Additional payment models will be discussed in upcoming chapters and include bundled payments for episodes of care, capitation models, value-based payment models, and Accountable Care Organizations. Many of these models are based on sum payments, which would involve a predetermined payment amount for a patient in a given time period, a specific procedure or hospital stay. This reflects a significant variation from the FFS model.14-17

Merit-Based Incentive Payments Systems

MIPS is a value-based care payment program created after the MACRA repeal of the SGR to consolidate multiple quality payment programs throughout CMS. MIPS is open to individual physicians and groups of physicians who bill for Medicare Part B, and it is estimated that 600,000 clinicians were enrolled in 2018.

Increased (or even decreased) reimbursement is tied to a 100-point score encompassing 6 value-based areas: quality, cost, advancing care information, improvement activities, small practice bonus, and complex patient bonus. If a score of 15 (for 2018, subject to change in future years) is not reached, a penalty may be applied to reimbursement for Medicare Part B patients.
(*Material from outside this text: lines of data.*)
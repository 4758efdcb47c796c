//! Shared fixtures for the HTTP-level tests.
//!
//! The app runs over the in-process [`MemoryStore`] with a recording mailer,
//! so no database or SMTP server is needed.

#![allow(dead_code)]

use std::collections::HashMap;
use std::sync::{Arc, Mutex};

use async_trait::async_trait;
use axum::body::Body;
use axum::http::{Request, StatusCode};
use axum::response::Response;
use axum::Router;
use http_body_util::BodyExt;
use tower::ServiceExt;

use warden_api::config::ServerConfig;
use warden_api::mail::{AuthMail, EmailError, MailKind, Mailer};
use warden_api::router::build_app_router;
use warden_api::state::AppState;
use warden_auth::config::AuthConfig;
use warden_auth::credential_service::SignupInput;
use warden_auth::memory::MemoryStore;
use warden_auth::password::{CredentialHasher, HashError};
use warden_auth::signer::JwtSigner;
use warden_auth::AuthServices;
use warden_db::models::user::User;

pub const PASSWORD: &str = "correct-horse-battery";
pub const SUCCESS_REDIRECT: &str = "https://app.example.com/verified";
pub const ERROR_REDIRECT: &str = "https://app.example.com/verify-error";
pub const PASSWORD_RESET_REDIRECT: &str = "https://app.example.com/set-password";

// ---------------------------------------------------------------------------
// Collaborators
// ---------------------------------------------------------------------------

/// Reversible stand-in for Argon2 so tests stay fast.
pub struct PlainHasher;

impl CredentialHasher for PlainHasher {
    fn hash(&self, password: &str) -> Result<String, HashError> {
        Ok(format!("plain${password}"))
    }

    fn verify(&self, password: &str, hash: &str) -> Result<bool, HashError> {
        match hash.strip_prefix("plain$") {
            Some(stored) => Ok(stored == password),
            None => Err(HashError::MalformedHash(hash.to_string())),
        }
    }
}

/// Keeps every message instead of sending it.
#[derive(Default)]
pub struct RecordingMailer {
    sent: Mutex<Vec<AuthMail>>,
}

impl RecordingMailer {
    pub fn sent(&self) -> Vec<AuthMail> {
        self.sent.lock().unwrap().clone()
    }

    /// The `token` query parameter of the newest message of `kind` to `to`.
    pub fn last_token(&self, kind: MailKind, to: &str) -> Option<String> {
        self.sent()
            .iter()
            .rev()
            .find(|m| m.kind == kind && m.to == to)
            .and_then(|m| m.link.split_once("token="))
            .map(|(_, token)| token.to_string())
    }
}

#[async_trait]
impl Mailer for RecordingMailer {
    async fn send(&self, mail: &AuthMail) -> Result<(), EmailError> {
        self.sent.lock().unwrap().push(mail.clone());
        Ok(())
    }
}

// ---------------------------------------------------------------------------
// App construction
// ---------------------------------------------------------------------------

/// Build a test `ServerConfig` with safe defaults.
pub fn test_config() -> ServerConfig {
    ServerConfig {
        host: "127.0.0.1".to_string(),
        port: 0,
        cors_origins: vec!["http://localhost:5173".to_string()],
        request_timeout_secs: 30,
        public_base_url: "https://auth.example.com".to_string(),
        password_reset_page_url: "https://app.example.com/reset-password".to_string(),
        database_url: String::new(),
    }
}

pub fn test_auth_config() -> AuthConfig {
    let vars: HashMap<&str, &str> = HashMap::from([
        ("JWT_ACCESS_TOKEN_SECRET", "access-secret-for-tests"),
        ("JWT_REFRESH_TOKEN_SECRET", "refresh-secret-for-tests"),
        ("JWT_CONFIRM_EMAIL_TOKEN_SECRET", "confirm-secret-for-tests"),
        ("JWT_PASSWORD_RESET_TOKEN_SECRET", "reset-secret-for-tests"),
        ("VERIFY_EMAIL_SUCCESS_REDIRECT", SUCCESS_REDIRECT),
        ("VERIFY_EMAIL_ERROR_REDIRECT", ERROR_REDIRECT),
        ("VERIFY_EMAIL_PASSWORD_RESET_REDIRECT", PASSWORD_RESET_REDIRECT),
    ]);
    AuthConfig::from_lookup(|k| vars.get(k).map(|v| v.to_string())).expect("valid test config")
}

pub struct TestApp {
    pub router: Router,
    pub services: AuthServices,
    pub store: MemoryStore,
    pub mailer: Arc<RecordingMailer>,
}

impl TestApp {
    /// A fresh router handle; `oneshot` consumes it.
    pub fn app(&self) -> Router {
        self.router.clone()
    }

    /// Sign up through the API and redeem the mailed confirmation link.
    pub async fn verified_user(&self, email: &str) -> serde_json::Value {
        let response = post_json(
            self.app(),
            "/api/v1/auth/email/signup",
            serde_json::json!({ "email": email, "password": PASSWORD }),
        )
        .await;
        assert_eq!(response.status(), StatusCode::OK);
        let user = body_json(response).await["data"]["user"].clone();

        let token = self
            .mailer
            .last_token(MailKind::ConfirmEmail, email)
            .expect("confirmation mail");
        let response = get(self.app(), &format!("/api/v1/auth/email/verify?token={token}")).await;
        assert_eq!(location(&response), SUCCESS_REDIRECT);
        user
    }

    /// Log in and return the `data` object of the response.
    pub async fn login(&self, email: &str, password: &str) -> serde_json::Value {
        let response = post_json(
            self.app(),
            "/api/v1/auth/email/login",
            serde_json::json!({ "email": email, "password": password }),
        )
        .await;
        assert_eq!(response.status(), StatusCode::OK);
        body_json(response).await["data"].clone()
    }

    /// Create a verified admin directly through the services.
    pub async fn admin(&self, email: &str) -> User {
        let outcome = self
            .services
            .credentials
            .signup(SignupInput {
                email: email.to_string(),
                password: PASSWORD.to_string(),
                first_name: None,
                last_name: None,
                role: Some("admin".to_string()),
            })
            .await
            .expect("admin signup");
        self.services
            .credentials
            .verify_email(outcome.user.id)
            .await
            .expect("admin verification");
        outcome.user
    }
}

/// Build the full application router over in-memory collaborators.
pub fn build_test_app() -> TestApp {
    let config = test_config();
    let store = MemoryStore::new();
    let shared = Arc::new(store.clone());
    let services = AuthServices::new(
        Arc::new(test_auth_config()),
        shared.clone(),
        shared.clone(),
        shared.clone(),
        shared,
        Arc::new(JwtSigner),
        Arc::new(PlainHasher),
    );
    let mailer = Arc::new(RecordingMailer::default());

    let state = AppState {
        pool: None,
        config: Arc::new(config.clone()),
        auth: services.clone(),
        mailer: mailer.clone(),
    };

    TestApp {
        router: build_app_router(state, &config),
        services,
        store,
        mailer,
    }
}

// ---------------------------------------------------------------------------
// Request helpers
// ---------------------------------------------------------------------------

pub async fn send(app: Router, request: Request<Body>) -> Response {
    app.oneshot(request).await.unwrap()
}

pub async fn get(app: Router, uri: &str) -> Response {
    let request = Request::builder().uri(uri).body(Body::empty()).unwrap();
    send(app, request).await
}

pub async fn get_auth(app: Router, uri: &str, token: &str) -> Response {
    let request = Request::builder()
        .uri(uri)
        .header("authorization", format!("Bearer {token}"))
        .body(Body::empty())
        .unwrap();
    send(app, request).await
}

pub async fn post_json(app: Router, uri: &str, body: serde_json::Value) -> Response {
    let request = Request::builder()
        .method("POST")
        .uri(uri)
        .header("content-type", "application/json")
        .body(Body::from(body.to_string()))
        .unwrap();
    send(app, request).await
}

pub async fn post_json_auth(
    app: Router,
    uri: &str,
    body: serde_json::Value,
    token: &str,
) -> Response {
    let request = Request::builder()
        .method("POST")
        .uri(uri)
        .header("content-type", "application/json")
        .header("authorization", format!("Bearer {token}"))
        .body(Body::from(body.to_string()))
        .unwrap();
    send(app, request).await
}

pub async fn post_refresh(app: Router, refresh_token: &str) -> Response {
    let request = Request::builder()
        .method("POST")
        .uri("/api/v1/auth/refresh")
        .header("x-refresh-token", refresh_token)
        .body(Body::empty())
        .unwrap();
    send(app, request).await
}

pub async fn body_json(response: Response) -> serde_json::Value {
    let bytes = response.into_body().collect().await.unwrap().to_bytes();
    serde_json::from_slice(&bytes).unwrap()
}

/// The `location` header of a redirect.
pub fn location(response: &Response) -> String {
    assert_eq!(response.status(), StatusCode::SEE_OTHER);
    response
        .headers()
        .get("location")
        .expect("location header")
        .to_str()
        .unwrap()
        .to_string()
}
This penalty caps at a possible 5% reduction in payments for 2018, but the penalty will steadily increase over the next few years.18-20

WHAT'S THE ASK?

The repeal of the SGR and implementation of MIPS was a large step forward in payment reform; however, much is still unknown about the future of physician reimbursement. Effective advocacy will be required to ensure that the transition provides a stable environment for providers and patients. Advocacy can include:

  • Staying informed about payment structures as large shifts are occurring with the implementation of MACRA and new private insurance company payment models.
  • Learning about the new value-based program, MIPS, as a catalyst away from fee-for-service and toward value-based purchasing.
  • Helping to design these new methods of reimbursement.